Work order> Please state how many lines below include the word "authgate"; the reply should be the number only.

Dataset entries
──────────────────────────────
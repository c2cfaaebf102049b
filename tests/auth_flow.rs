//! Authentication API integration tests
//!
//! End-to-end tests for the two endpoints, run against the in-memory
//! credential store. Hashing uses the bcrypt minimum cost to keep the
//! suite fast.

use std::sync::Arc;
use std::time::Duration;

use axum::http::StatusCode;
use axum_test::TestServer;

use authgate::auth::hasher::BcryptHasher;
use authgate::auth::service::AuthService;
use authgate::auth::store::memory::MemoryCredentialStore;
use authgate::auth::tokens::JwtIssuer;
use authgate::server::init::create_router;
use authgate::server::state::AppState;

fn create_test_server() -> TestServer {
    let auth = AuthService::new(
        Arc::new(MemoryCredentialStore::new()),
        Arc::new(BcryptHasher::with_cost(4)),
        Arc::new(JwtIssuer::new("integration-secret", Duration::from_secs(60))),
    );
    let router = create_router(AppState {
        auth: Arc::new(auth),
    });
    TestServer::new(router).unwrap()
}

#[tokio::test]
async fn register_then_authenticate_round_trip() {
    let server = create_test_server();

    // Register alice
    let response = server
        .post("/auth/create")
        .json(&serde_json::json!({
            "username": "alice",
            "password": "s3cret"
        }))
        .await;
    assert_eq!(response.status_code(), StatusCode::OK);
    let body: serde_json::Value = response.json();
    assert_eq!(body["username"], "alice");

    // Same username again is a conflict
    let response = server
        .post("/auth/create")
        .json(&serde_json::json!({
            "username": "alice",
            "password": "s3cret"
        }))
        .await;
    assert_eq!(response.status_code(), StatusCode::CONFLICT);
    let body: serde_json::Value = response.json();
    assert_eq!(body["error"], "Username is already taken.");

    // Wrong password
    let response = server
        .post("/auth/authorize")
        .json(&serde_json::json!({
            "username": "alice",
            "password": "wrong"
        }))
        .await;
    assert_eq!(response.status_code(), StatusCode::UNAUTHORIZED);

    // Correct password yields a token
    let response = server
        .post("/auth/authorize")
        .json(&serde_json::json!({
            "username": "alice",
            "password": "s3cret"
        }))
        .await;
    assert_eq!(response.status_code(), StatusCode::OK);
    let body: serde_json::Value = response.json();
    let token = body["access_token"].as_str().unwrap();
    assert!(!token.is_empty());
}

#[tokio::test]
async fn register_rejects_missing_fields() {
    let server = create_test_server();

    let response = server
        .post("/auth/create")
        .json(&serde_json::json!({ "username": "bob" }))
        .await;
    assert_eq!(response.status_code(), StatusCode::BAD_REQUEST);
    let body: serde_json::Value = response.json();
    assert_eq!(body["status"], 400);
    assert_eq!(body["error"], "Missing username or password.");

    let response = server
        .post("/auth/create")
        .json(&serde_json::json!({ "username": "", "password": "s3cret" }))
        .await;
    assert_eq!(response.status_code(), StatusCode::BAD_REQUEST);
}

#[tokio::test]
async fn authenticate_unknown_username_is_not_found() {
    let server = create_test_server();

    let response = server
        .post("/auth/authorize")
        .json(&serde_json::json!({
            "username": "nobody",
            "password": "s3cret"
        }))
        .await;
    assert_eq!(response.status_code(), StatusCode::NOT_FOUND);
    let body: serde_json::Value = response.json();
    assert_eq!(body["error"], "User could not be found");
}

#[tokio::test]
async fn registration_response_carries_no_secrets() {
    let server = create_test_server();

    let response = server
        .post("/auth/create")
        .json(&serde_json::json!({
            "username": "carol",
            "password": "s3cret"
        }))
        .await;
    assert_eq!(response.status_code(), StatusCode::OK);

    let raw = response.text();
    assert!(!raw.contains("s3cret"));
    assert!(!raw.contains("password"));
}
──────────────────────────────
Exercise answer> 6